According to the SEC’s order, AIM has been accused of various violations:

  1. Conflict of Interest in Accelerated Monitoring Fees: AIM is alleged to have failed in its fiduciary duty to the private funds it advised by not adequately disclosing a conflict of interest related to the receipt of accelerated monitoring fees from a portfolio company when that company was sold. The SEC’s order also found that AIM did not consider whether this fee acceleration was in the best interests of its clients.
  2. Transfer of Private Fund Assets: AIM is accused of breaching its fiduciary duty by transferring assets from private funds that were nearing the end of their term to a new private fund also under its management. This action reportedly resulted in locking up investor money for an extended period, at least another decade, without obtaining investor consent or providing existing investors with an option to exit. AIM is said to have failed to disclose its conflicts of interest in this transaction.
  3. Interfund Loan and Conflict of Interest: AIM is alleged to have breached its fiduciary duty by loaning money from one private fund it managed to a new private fund that was managed by an affiliated adviser. The SEC contends that AIM did not adequately disclose the conflict of interest in this transaction and did not conduct a proper assessment to determine if the loan was in the best interests of its clients.

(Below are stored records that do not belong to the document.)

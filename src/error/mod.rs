//! Error handling for skillcat.
//!
//! This module provides:
//! - [`CatalogError`]: The main error enum for all catalogue operations
//! - [`ErrorCode`]: Standardized error codes for machine parsing
//! - [`StructuredError`]: Rich error type with suggestions and context
//! - Suggestion helpers for context-aware error recovery hints
//!
//! Only schema violations stop a build. Parse gaps, unresolved references and
//! numeric disagreements are report entries, not errors.

mod codes;
mod suggestions;

use std::io;

use itertools::Itertools;
use serde::{Deserialize, Serialize};
use serde_json::Value;
use thiserror::Error;

pub use codes::ErrorCode;
pub use suggestions::{suggest_for_error, suggest_similar_columns};

/// Main error type for catalogue operations.
#[derive(Error, Debug)]
pub enum CatalogError {
    #[error("Duplicate skill id: {0}")]
    DuplicateId(String),

    #[error("Duplicate skill ids: {}", .ids.join(", "))]
    DuplicateIds { ids: Vec<String> },

    #[error("Unknown column(s) for skill '{skill_id}': {}", .columns.join(", "))]
    UnknownColumns {
        skill_id: String,
        columns: Vec<String>,
    },

    #[error("Invalid value '{value}' in column '{column}' of skill '{skill_id}': {reason}")]
    InvalidValue {
        skill_id: String,
        column: String,
        value: String,
        reason: String,
    },

    #[error("Registry already exported; refusing to register '{0}'")]
    RegistrySealed(String),

    /// Every violation found in one pass, in source order.
    #[error("{} schema violation(s): {}", .0.len(), join_messages(.0))]
    SchemaViolations(Vec<CatalogError>),

    #[error("Skill not found: {0}")]
    SkillNotFound(String),

    #[error("Malformed dataset: {0}")]
    Dataset(String),

    #[error("Header mismatch: {0}")]
    HeaderMismatch(String),

    #[error("Round-trip check failed: {0}")]
    RoundTripMismatch(String),

    #[error("Invalid authoring source: {0}")]
    Source(String),

    #[error("Config error: {0}")]
    Config(String),

    #[error("Missing required config: {0}")]
    MissingConfig(String),

    #[error("{0} finding(s) reported in strict mode")]
    Findings(usize),

    #[error("IO error: {0}")]
    Io(#[from] io::Error),

    #[error("JSON serialization error: {0}")]
    Json(#[from] serde_json::Error),

    #[error("Serialization error: {0}")]
    Serialization(String),
}

impl CatalogError {
    /// Get the error code for this error.
    #[must_use]
    pub fn code(&self) -> ErrorCode {
        match self {
            Self::DuplicateId(_) | Self::DuplicateIds { .. } => ErrorCode::DuplicateSkillId,
            Self::UnknownColumns { .. } => ErrorCode::UnknownColumn,
            Self::InvalidValue { .. } => ErrorCode::InvalidFieldValue,
            Self::RegistrySealed(_) => ErrorCode::RegistrySealed,
            Self::SchemaViolations(errors) => {
                match errors.iter().map(CatalogError::code).dedup().exactly_one() {
                    Ok(code) => code,
                    Err(_) => ErrorCode::SchemaViolations,
                }
            }
            Self::SkillNotFound(_) => ErrorCode::SkillNotFound,
            Self::Dataset(_) => ErrorCode::DatasetMalformed,
            Self::HeaderMismatch(_) => ErrorCode::HeaderMismatch,
            Self::RoundTripMismatch(_) => ErrorCode::RoundTripMismatch,
            Self::Source(_) => ErrorCode::SourceInvalid,
            Self::Config(_) => ErrorCode::ConfigInvalid,
            Self::MissingConfig(_) => ErrorCode::ConfigMissingRequired,
            Self::Findings(_) => ErrorCode::FindingsReported,
            Self::Io(_) => ErrorCode::IoError,
            Self::Json(_) | Self::Serialization(_) => ErrorCode::SerializationError,
        }
    }

    /// Fold the violations collected over a pass into one result.
    ///
    /// No violations is `Ok`; a single one is returned as is.
    pub fn from_violations(errors: Vec<CatalogError>) -> Result<()> {
        let mut errors: Vec<CatalogError> = errors
            .into_iter()
            .flat_map(|err| match err {
                Self::SchemaViolations(inner) => inner,
                other => vec![other],
            })
            .collect();
        match errors.len() {
            0 => Ok(()),
            1 => Err(errors.remove(0)),
            _ => Err(Self::SchemaViolations(errors)),
        }
    }

    /// The skill an error is about, when it names one.
    #[must_use]
    pub fn skill_id(&self) -> Option<&str> {
        match self {
            Self::DuplicateId(id) | Self::RegistrySealed(id) | Self::SkillNotFound(id) => Some(id),
            Self::UnknownColumns { skill_id, .. } | Self::InvalidValue { skill_id, .. } => {
                Some(skill_id)
            }
            _ => None,
        }
    }

    /// Whether this error is a schema violation that must abort a build.
    #[must_use]
    pub fn is_schema_violation(&self) -> bool {
        self.code().category() == "schema"
    }

    /// Get context information for this error as JSON.
    #[must_use]
    pub fn context(&self) -> Option<Value> {
        match self {
            Self::DuplicateId(id) => Some(serde_json::json!({ "ids": [id] })),
            Self::DuplicateIds { ids } => Some(serde_json::json!({ "ids": ids })),
            Self::UnknownColumns { skill_id, columns } => {
                Some(serde_json::json!({ "skill_id": skill_id, "columns": columns }))
            }
            Self::InvalidValue {
                skill_id,
                column,
                value,
                ..
            } => Some(serde_json::json!({
                "skill_id": skill_id,
                "column": column,
                "value": value,
            })),
            Self::SchemaViolations(errors) => {
                let skill_ids: Vec<&str> = errors.iter().filter_map(Self::skill_id).unique().collect();
                let columns: Vec<&str> = errors
                    .iter()
                    .filter_map(|err| match err {
                        Self::UnknownColumns { columns, .. } => Some(columns),
                        _ => None,
                    })
                    .flatten()
                    .map(String::as_str)
                    .unique()
                    .collect();
                let violations: Vec<Value> = errors
                    .iter()
                    .map(|err| {
                        serde_json::json!({
                            "code": err.code(),
                            "message": err.to_string(),
                            "context": err.context(),
                        })
                    })
                    .collect();
                Some(serde_json::json!({
                    "skill_ids": skill_ids,
                    "columns": columns,
                    "violations": violations,
                }))
            }
            Self::SkillNotFound(id) => Some(serde_json::json!({ "skill_id": id })),
            Self::MissingConfig(key) => Some(serde_json::json!({ "config_key": key })),
            _ => None,
        }
    }

    /// Convert this error to a structured error.
    #[must_use]
    pub fn to_structured(&self) -> StructuredError {
        StructuredError::from_catalog_error(self)
    }
}

fn join_messages(errors: &[CatalogError]) -> String {
    errors.iter().join("; ")
}

/// A structured error with machine-readable code, suggestion, and context.
#[derive(Debug, Clone, Serialize, Deserialize)]
pub struct StructuredError {
    /// The error code (e.g., "DUPLICATE_SKILL_ID")
    pub code: ErrorCode,

    /// The numeric error code (e.g., 101)
    pub numeric_code: u16,

    /// Human-readable error message
    pub message: String,

    /// Actionable suggestion for recovery
    pub suggestion: String,

    /// Additional context for debugging
    #[serde(skip_serializing_if = "Option::is_none")]
    pub context: Option<Value>,

    /// Whether this error is potentially recoverable by the user
    pub recoverable: bool,

    /// Error category (e.g., "schema", "dataset", "config")
    pub category: String,
}

impl StructuredError {
    /// Create a new structured error.
    #[must_use]
    pub fn new(code: ErrorCode, message: impl Into<String>) -> Self {
        Self {
            numeric_code: code.numeric(),
            suggestion: code.suggestion().to_string(),
            context: None,
            recoverable: code.is_recoverable(),
            category: code.category().to_string(),
            code,
            message: message.into(),
        }
    }

    /// Create a structured error from a CatalogError.
    #[must_use]
    pub fn from_catalog_error(err: &CatalogError) -> Self {
        let code = err.code();
        let context = err.context();
        let suggestion = suggest_for_error(code, context.as_ref());

        Self {
            code,
            numeric_code: code.numeric(),
            message: err.to_string(),
            suggestion,
            context,
            recoverable: code.is_recoverable(),
            category: code.category().to_string(),
        }
    }

    /// Add context to this error.
    #[must_use]
    pub fn with_context(mut self, context: Value) -> Self {
        self.context = Some(context);
        self.suggestion = suggest_for_error(self.code, self.context.as_ref());
        self
    }
}

impl std::fmt::Display for StructuredError {
    fn fmt(&self, f: &mut std::fmt::Formatter<'_>) -> std::fmt::Result {
        write!(f, "[{}] {}", self.code, self.message)
    }
}

impl From<&CatalogError> for StructuredError {
    fn from(err: &CatalogError) -> Self {
        Self::from_catalog_error(err)
    }
}

/// Result type alias using CatalogError.
pub type Result<T> = std::result::Result<T, CatalogError>;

Corey Schuster, Co-Chief of the SEC’s Enforcement Division’s Asset Management Unit, emphasized that this case underscores the SEC’s commitment to holding private fund advisers accountable when they do not act in the best interests of their clients, particularly regarding continuation funds. AIM’s failure to disclose conflicts of interest during asset transfers was highlighted as a significant breach.

AIM has agreed to the settlement without admitting or denying the SEC’s findings. As part of the settlement, AIM has consented to a cease-and-desist order and censure. Additionally, the firm will pay a penalty of $1.2 million, along with $445,460 in disgorgement and prejudgment interest, which will be distributed to investors affected by these alleged violations.